Nos últimos dias a estabilidade da democracia no Brasil tem chamado a atenção de muita gente. Segundo se diz a forma como o poder vem sendo exercido no Brasil ameaça o regime por ferir pilares da democracia como é o caso de ameaça à liberdade de imprensa. Surgem editoriais em jornais advertindo o próprio presidente da República e sua provável sucessora; juristas de renome assinam abaixo-assinado em defesa da democracia, acusando o governo de autoritarismo hipócrita.

De outro lado estão aqueles que veem excesso nessas manifestações. Deixando de lado a profissão de fé pelos partidos e o fanatismo das militâncias, opiniões ponderadas destacam não existir no país clima para quebra do regime democrático e retorno do autoritarismo. Destaca-se o personalismo exagerado do presidente e suas basófias; entretanto, lembram que partiu dele mesmo a negação a um terceiro mandato.

Em quem acreditar? O brasileiro que trabalha assiste a esse debate com alguma indiferença. Pessoas que já vivenciaram oscilações de regime no país sabem dos riscos, mas preferem ignorá-los. A surda movimentação de bastidores aonde a corrupção vez por outra vem à tona assusta, mas parece não ser dotada de grandeza suficiente para romper a democracia. Existe sim, o receio de que velhos extremistas, diga-se que ainda não definitivamente ultrapassados, assenhorem-se de cargos importantes e façam valer o radicalismo de seus antigos credos. Mas, será?

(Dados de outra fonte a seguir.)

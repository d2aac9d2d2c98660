//! Headless siege runner for scripted play and CI verification.
//!
//! This crate drives a [`siege_core`] simulation from JSON commands on
//! stdin, with responses on stdout. Two modes are provided:
//!
//! - **Stepped** ([`stepped`]): time advances only on `tick` and `elapse`
//!   requests, so sessions replay to identical state hashes
//! - **Real-time** ([`engine`], [`realtime`]): a tokio task ticks at a fixed
//!   frame rate and credits resources on its own wall-clock timer
//!
//! # Protocol
//!
//! Communication uses JSON lines (one JSON object per line):
//!
//! - **stdin**: Requests from the controller (place, train, deploy, ...)
//! - **stdout**: One response per request (JSON)
//! - **stderr**: Logs (human-readable)
//!
//! See [`protocol`] module for the full request/response format.
//!
//! # Example
//!
//! ```bash
//! # Deterministic session
//! echo '{"cmd":"tick","count":60}' | cargo run -p siege_headless -- step
//!
//! # Real-time session at 30 Hz with custom tunables
//! cargo run -p siege_headless -- --config siege.ron run --tick-hz 30
//! ```

pub mod engine;
pub mod error;
pub mod protocol;
pub mod realtime;
pub mod stepped;

pub use engine::EngineHandle;
pub use error::HeadlessError;
pub use protocol::{Request, Response};
pub use stepped::SteppedRunner;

O Brasil parece forte. O dique parece firme. Opiniões de relevo como a do ex-presidente Fernando Henrique Cardoso, desmistificam a possibilidade de retorno ao autoritarismo. Contrapõem a esse ponto de vista os que já apontam sinais claros de autoritarismo no modo de ser do governo atual. Aliás, não só o identificam como preveem piora do quadro no governo que há de vir.

Estamos no meio disso. Faltam-nos informações detalhadas para avaliar o mal, se é que ele existe e tem as dimensões propaladas. Vamos às urnas com alguma inconsciência sobre perigos que dizem ser iminentes.

Voto obrigatório?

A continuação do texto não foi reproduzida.